===== EXCERPTED RECORDS =====
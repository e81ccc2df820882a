//! # Commune Finance
//!
//! Column inference and indicator aggregation for OFGL municipal-finance
//! extracts (Réunion communes).
//!
//! A loaded table goes through five stages:
//!
//! - **Schema resolution**: which header is the commune, the fiscal year,
//!   the aggregate label, the amount, the population.
//! - **Normalization**: French-formatted numbers (`1 234,56`) to `f64`;
//!   unreadable cells stay missing, never zero.
//! - **Filtering**: department code and budget type.
//! - **Aggregation**: one record per (commune, year) with revenue, gross
//!   savings, taxes and financing capacity summed from matching labels.
//! - **Derived metrics**: expense and debt estimates, surplus, ratios and
//!   per-inhabitant figures.
//!
//! ## Example
//!
//! ```rust,ignore
//! use commune_finance::*;
//!
//! let config = DashboardConfig::default();
//! let (table, _) = loader::load_table(&config.input_path)?;
//! let outcome = Pipeline::new(&config).run(&table)?;
//! for record in &outcome.records {
//!     println!("{} {} {:.1} M€", record.entity(), record.year(), record.base.revenue);
//! }
//! ```

pub mod aggregate;
pub mod annex;
pub mod config;
pub mod error;
pub mod filter;
pub mod indicator;
pub mod loader;
pub mod metrics;
pub mod normalize;
pub mod output;
pub mod pipeline;
pub mod reports;
pub mod schema;
pub mod table;
pub mod types;
pub mod util;

pub use aggregate::{
    Aggregation, AggregationReport, EntityYearRecord, IndicatorAggregator, IndicatorStatus,
    DEFAULT_AMOUNT_UNIT,
};
pub use config::DashboardConfig;
pub use error::{DashboardError, Result};
pub use filter::{FilterReport, RecordFilter};
pub use indicator::FinancialIndicator;
pub use metrics::{DebtProvenance, DerivedMetrics, DerivedRecord, MetricsPolicy, Ratio, RatioBasis};
pub use normalize::normalize;
pub use pipeline::{Pipeline, PipelineOutcome, PipelineStatus};
pub use schema::{ColumnRole, ColumnRoles, SchemaResolver};
pub use table::{Cell, RawRecord, RawTable};
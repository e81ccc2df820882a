// Display rows for tables and CSV exports.
//
// Values are pre-formatted strings so the preview table and the exported
// file show the same thing. Estimated columns say so in their header.
use chrono::{DateTime, Local};
use serde::Serialize;
use tabled::Tabled;

#[derive(Debug, Serialize, Tabled, Clone)]
pub struct RoleRow {
    #[serde(rename = "Role")]
    #[tabled(rename = "Role")]
    pub role: String,
    #[serde(rename = "Column")]
    #[tabled(rename = "Column")]
    pub column: String,
    #[serde(rename = "MatchedBy")]
    #[tabled(rename = "MatchedBy")]
    pub matched_by: String,
}

#[derive(Debug, Serialize, Tabled, Clone)]
pub struct SynthesisRow {
    #[serde(rename = "Commune")]
    #[tabled(rename = "Commune")]
    pub commune: String,
    #[serde(rename = "Exercice")]
    #[tabled(rename = "Exercice")]
    pub year: i32,
    #[serde(rename = "Population")]
    #[tabled(rename = "Population")]
    pub population: String,
    #[serde(rename = "Revenue")]
    #[tabled(rename = "Revenue")]
    pub revenue: String,
    #[serde(rename = "GrossSavings")]
    #[tabled(rename = "GrossSavings")]
    pub gross_savings: String,
    #[serde(rename = "ExpenseEstimate")]
    #[tabled(rename = "ExpenseEstimate")]
    pub expense_estimate: String,
    #[serde(rename = "Surplus")]
    #[tabled(rename = "Surplus")]
    pub surplus: String,
    #[serde(rename = "DebtEstimate")]
    #[tabled(rename = "DebtEstimate")]
    pub debt_estimate: String,
    #[serde(rename = "DebtBasis")]
    #[tabled(rename = "DebtBasis")]
    pub debt_basis: String,
    #[serde(rename = "DebtToRevenue")]
    #[tabled(rename = "DebtToRevenue")]
    pub debt_to_revenue: String,
    #[serde(rename = "ExpensePerCapita")]
    #[tabled(rename = "ExpensePerCapita")]
    pub expense_per_capita: String,
    #[serde(rename = "SurplusPerCapita")]
    #[tabled(rename = "SurplusPerCapita")]
    pub surplus_per_capita: String,
    #[serde(rename = "ExpenseToRevenuePct")]
    #[tabled(rename = "ExpenseToRevenuePct")]
    pub expense_to_revenue_pct: String,
}

#[derive(Debug, Serialize, Tabled, Clone)]
pub struct RankingRow {
    #[serde(rename = "Rank")]
    #[tabled(rename = "Rank")]
    pub rank: usize,
    #[serde(rename = "Commune")]
    #[tabled(rename = "Commune")]
    pub commune: String,
    #[serde(rename = "Exercice")]
    #[tabled(rename = "Exercice")]
    pub year: i32,
    #[serde(rename = "Value")]
    #[tabled(rename = "Value")]
    pub value: String,
}

#[derive(Debug, Serialize, Tabled, Clone)]
pub struct GroupComparisonRow {
    #[serde(rename = "EPCI")]
    #[tabled(rename = "EPCI")]
    pub group: String,
    #[serde(rename = "Exercice")]
    #[tabled(rename = "Exercice")]
    pub year: i32,
    #[serde(rename = "Communes")]
    #[tabled(rename = "Communes")]
    pub communes: usize,
    #[serde(rename = "Population")]
    #[tabled(rename = "Population")]
    pub population: String,
    #[serde(rename = "GrossSavings")]
    #[tabled(rename = "GrossSavings")]
    pub gross_savings: String,
    #[serde(rename = "FinancingCapacity")]
    #[tabled(rename = "FinancingCapacity")]
    pub financing_capacity: String,
    #[serde(rename = "TaxesAndDuties")]
    #[tabled(rename = "TaxesAndDuties")]
    pub taxes_and_duties: String,
}

#[derive(Debug, Serialize, Tabled, Clone)]
pub struct ServiceRow {
    #[serde(rename = "Service")]
    #[tabled(rename = "Service")]
    pub service: String,
    #[serde(rename = "Budgets")]
    #[tabled(rename = "Budgets")]
    pub budgets: usize,
    #[serde(rename = "TotalAmount")]
    #[tabled(rename = "TotalAmount")]
    pub total_amount: String,
}

#[derive(Debug, Serialize, Tabled, Clone)]
pub struct StratumRow {
    #[serde(rename = "Strate")]
    #[tabled(rename = "Strate")]
    pub stratum: String,
    #[serde(rename = "Communes")]
    #[tabled(rename = "Communes")]
    pub communes: usize,
    #[serde(rename = "MeanSavingsPerCapita")]
    #[tabled(rename = "MeanSavingsPerCapita")]
    pub mean_savings_per_capita: String,
    #[serde(rename = "MedianSavingsPerCapita")]
    #[tabled(rename = "MedianSavingsPerCapita")]
    pub median_savings_per_capita: String,
}

#[derive(Debug, Serialize)]
pub struct OverviewStats {
    pub generated_at: DateTime<Local>,
    pub communes: usize,
    pub entity_years: usize,
    pub total_population: f64,
    pub total_revenue: f64,
    pub total_gross_savings: f64,
    pub total_expense_estimate: f64,
    pub avg_expense_to_revenue_pct: Option<f64>,
    /// Euros per inhabitant, over records with a population.
    pub median_expense_per_capita: Option<f64>,
    /// Share (%) of commune-years with a positive financing capacity, over
    /// those where it was observed and a population is known.
    pub positive_financing_share_pct: Option<f64>,
    /// Unit of the amount totals (1e6 = millions of euros).
    pub amount_unit: f64,
}
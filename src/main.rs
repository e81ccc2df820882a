// Entry point and interactive menu.
//
// - Option [1] loads the OFGL extract, runs the pipeline and prints which
//   columns were detected.
// - Option [2] prints and exports the report tables and a JSON overview.
// After reports the user can go back to the menu or exit.
//
// Usage: commune-dashboard [config.toml]
use commune_finance::annex::summarize_services;
use commune_finance::config::DEFAULT_CONFIG_FILE;
use commune_finance::loader::{self, LoadReport};
use commune_finance::output;
use commune_finance::reports::{self, RankingMetric};
use commune_finance::util::{format_euros_compact, format_int, format_number, format_optional};
use commune_finance::{ColumnRole, DashboardConfig, Pipeline, PipelineOutcome, PipelineStatus};
use once_cell::sync::Lazy;
use std::io::{self, Write};
use std::path::PathBuf;
use std::sync::{Mutex, MutexGuard};
use tracing_subscriber::{layer::SubscriberExt, util::SubscriberInitExt, EnvFilter};

// Loaded once via [1], reused by every [2].
static APP_STATE: Lazy<Mutex<AppState>> = Lazy::new(|| Mutex::new(AppState { outcome: None }));

struct AppState {
    outcome: Option<PipelineOutcome>,
}

fn app_state() -> MutexGuard<'static, AppState> {
    APP_STATE.lock().unwrap_or_else(|poisoned| poisoned.into_inner())
}

fn init_tracing() {
    let filter = EnvFilter::try_from_default_env().unwrap_or_else(|_| EnvFilter::new("info"));
    let json = std::env::var("DASHBOARD_LOG_JSON")
        .map(|v| matches!(v.trim().to_ascii_lowercase().as_str(), "1" | "true" | "yes"))
        .unwrap_or(false);
    if json {
        tracing_subscriber::registry()
            .with(filter)
            .with(tracing_subscriber::fmt::layer().json().with_writer(io::stderr))
            .init();
    } else {
        tracing_subscriber::registry()
            .with(filter)
            .with(tracing_subscriber::fmt::layer().with_writer(io::stderr))
            .init();
    }
}

fn read_line(prompt: &str) -> Option<String> {
    print!("{}", prompt);
    let _ = io::stdout().flush();
    let mut buf = String::new();
    match io::stdin().read_line(&mut buf) {
        Ok(0) | Err(_) => None,
        Ok(_) => Some(buf.trim().to_string()),
    }
}

/// `Some(true)` for Y, `Some(false)` for N, `None` on end of input.
fn prompt_back_to_menu() -> Option<bool> {
    loop {
        let resp = read_line("Back to Report Selection (Y/N): ")?.to_uppercase();
        match resp.as_str() {
            "Y" => return Some(true),
            "N" => return Some(false),
            _ => println!("Invalid choice. Please enter Y or N."),
        }
    }
}

fn print_load_summary(report: &LoadReport, outcome: &PipelineOutcome) {
    println!(
        "Processing dataset... ({} rows read, {} kept by filters)",
        format_int(report.total_rows),
        format_int(outcome.filter.kept_rows)
    );
    if report.skipped_rows > 0 {
        println!(
            "Note: {} malformed rows skipped.",
            format_int(report.skipped_rows)
        );
    }
    println!();
    output::preview_table(
        "Detected columns",
        None,
        &reports::generate_role_table(&outcome.roles),
        usize::MAX,
    );
    for role in &outcome.filter.skipped {
        println!("Warning: no '{}' column, that filter was not applied.", role);
    }
    match &outcome.status {
        PipelineStatus::Complete => {
            let agg = &outcome.aggregation;
            println!(
                "{} commune-years aggregated from {} rows.",
                format_int(agg.groups),
                format_int(agg.input_rows)
            );
            if agg.rows_unreadable_year > 0 {
                println!(
                    "Note: {} rows skipped because their year could not be read.",
                    format_int(agg.rows_unreadable_year)
                );
            }
            if agg.unparseable_amounts > 0 {
                println!(
                    "Note: {} amounts could not be read and count as 0.",
                    format_int(agg.unparseable_amounts)
                );
            }
        }
        PipelineStatus::EmptyScope => {
            println!("No data for these filters.");
        }
        PipelineStatus::SchemaIncomplete { missing } => {
            let names: Vec<&str> = missing.iter().map(|r| r.as_str()).collect();
            println!(
                "Indicators unavailable: no column found for {}.",
                names.join(", ")
            );
        }
    }
    println!();
}

/// Option [1]: load, run the pipeline, store the outcome.
fn handle_load(config: &DashboardConfig) {
    let (table, report) = match loader::load_table(&config.input_path) {
        Ok(v) => v,
        Err(e) => {
            eprintln!("Failed to load file: {}\n", e);
            return;
        }
    };
    match Pipeline::new(config).run(&table) {
        Ok(outcome) => {
            print_load_summary(&report, &outcome);
            app_state().outcome = Some(outcome);
        }
        Err(e) => eprintln!("Failed to process data: {}\n", e),
    }
}

/// Option [2]: print previews and write every export.
fn handle_generate_reports(config: &DashboardConfig) {
    let outcome = app_state().outcome.clone();
    let Some(outcome) = outcome else {
        println!("Error: No data loaded. Please load the CSV file first (option 1).\n");
        return;
    };
    if !outcome.is_complete() {
        println!("Error: the loaded data has no usable indicators (see option 1 output).\n");
        return;
    }
    let records = &outcome.records;
    let out = |name: &str| -> PathBuf { config.output_dir.join(name) };

    println!("Generating reports...");
    println!(
        "Amounts in units of {} €; estimates are approximations, not accounts.\n",
        format_number(config.amount_unit, 0)
    );

    let synthesis = reports::generate_synthesis(records);
    let file1 = out("report1_synthesis.csv");
    if let Err(e) = output::write_csv(&file1, &synthesis) {
        eprintln!("Write error: {}", e);
    }
    output::preview_table(
        "Report 1: Revenue / Expense Synthesis",
        Some("ExpenseEstimate and DebtEstimate are derived, not observed"),
        &synthesis,
        5,
    );
    println!("(Full table exported to {})\n", file1.display());

    let metric = RankingMetric::FinancingCapacityPerCapita;
    let latest_year = records.iter().map(|r| r.year()).max();
    let ranking = reports::generate_ranking(records, metric, latest_year, config.ranking_size);
    let file2 = out("report2_ranking.csv");
    if let Err(e) = output::write_csv(&file2, &ranking) {
        eprintln!("Write error: {}", e);
    }
    let note = latest_year.map(|y| format!("Top {} for {}", config.ranking_size, y));
    output::preview_table(
        &format!("Report 2: Ranking by {}", metric.title()),
        note.as_deref(),
        &ranking,
        config.ranking_size,
    );
    println!("(Full table exported to {})\n", file2.display());

    let groups = reports::generate_group_comparison(records);
    let file3 = out("report3_epci_comparison.csv");
    if let Err(e) = output::write_csv(&file3, &groups) {
        eprintln!("Write error: {}", e);
    }
    output::preview_table("Report 3: EPCI Comparison", None, &groups, 5);
    println!("(Full table exported to {})\n", file3.display());

    match summarize_services(
        &outcome.filtered_rows,
        &outcome.roles,
        &config.annex_budget_type,
        config.amount_unit,
    ) {
        Some(summary) => {
            let services = reports::generate_service_rows(&summary);
            let file4 = out("report4_annex_services.csv");
            if let Err(e) = output::write_csv(&file4, &services) {
                eprintln!("Write error: {}", e);
            }
            output::preview_table("Report 4: Annex Budgets by Service", None, &services, 10);
            println!("(Full table exported to {})\n", file4.display());
        }
        None => println!("Report 4 skipped: budget type or label column not found.\n"),
    }

    if outcome.roles.has(ColumnRole::Stratum) {
        let strata = reports::generate_stratum_breakdown(records, latest_year);
        let file5 = out("report5_savings_by_stratum.csv");
        if let Err(e) = output::write_csv(&file5, &strata) {
            eprintln!("Write error: {}", e);
        }
        let note = latest_year.map(|y| format!("Gross savings per inhabitant (€), {}", y));
        output::preview_table(
            "Report 5: Savings by Population Band",
            note.as_deref(),
            &strata,
            10,
        );
        println!("(Full table exported to {})\n", file5.display());
    } else {
        println!("Report 5 skipped: population band column not found.\n");
    }

    let overview = reports::generate_overview(records, config.amount_unit);
    if let Err(e) = output::write_json(&out("summary.json"), &overview) {
        eprintln!("Write error: {}", e);
    }
    println!("Summary Stats (summary.json):");
    println!(
        "{} communes, {} commune-years, total revenue {}, median estimated expense {} per inhabitant, avg expense/revenue {}%",
        overview.communes,
        overview.entity_years,
        format_euros_compact(overview.total_revenue * overview.amount_unit, 1),
        format_optional(overview.median_expense_per_capita, 0),
        format_optional(overview.avg_expense_to_revenue_pct, 1)
    );
    println!(
        "Positive financing capacity: {}% of commune-years\n",
        format_optional(overview.positive_financing_share_pct, 1)
    );
}

fn main() {
    init_tracing();
    let config_path = std::env::args()
        .nth(1)
        .map(PathBuf::from)
        .unwrap_or_else(|| PathBuf::from(DEFAULT_CONFIG_FILE));
    let config = match DashboardConfig::load(&config_path) {
        Ok(c) => c,
        Err(e) => {
            eprintln!("error: {}", e);
            std::process::exit(1);
        }
    };

    loop {
        println!("Commune Finance Dashboard ({})", config.input_path.display());
        println!("[1] Load the file");
        println!("[2] Generate Reports\n");
        let Some(choice) = read_line("Enter choice: ") else {
            break;
        };
        match choice.as_str() {
            "1" => handle_load(&config),
            "2" => {
                println!();
                handle_generate_reports(&config);
                match prompt_back_to_menu() {
                    Some(true) => {}
                    _ => {
                        println!("Exiting the program.");
                        break;
                    }
                }
            }
            _ => println!("Invalid choice. Please enter 1 or 2.\n"),
        }
    }
}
=====
**WORK REQUEST:**
Search the entries for the word "Lazy". Copy each line where it appears.

**RESULT OF THIS EXERCISE:**
use once_cell::sync::Lazy;
static APP_STATE: Lazy<Mutex<AppState>> = Lazy::new(|| Mutex::new(AppState { outcome: None }));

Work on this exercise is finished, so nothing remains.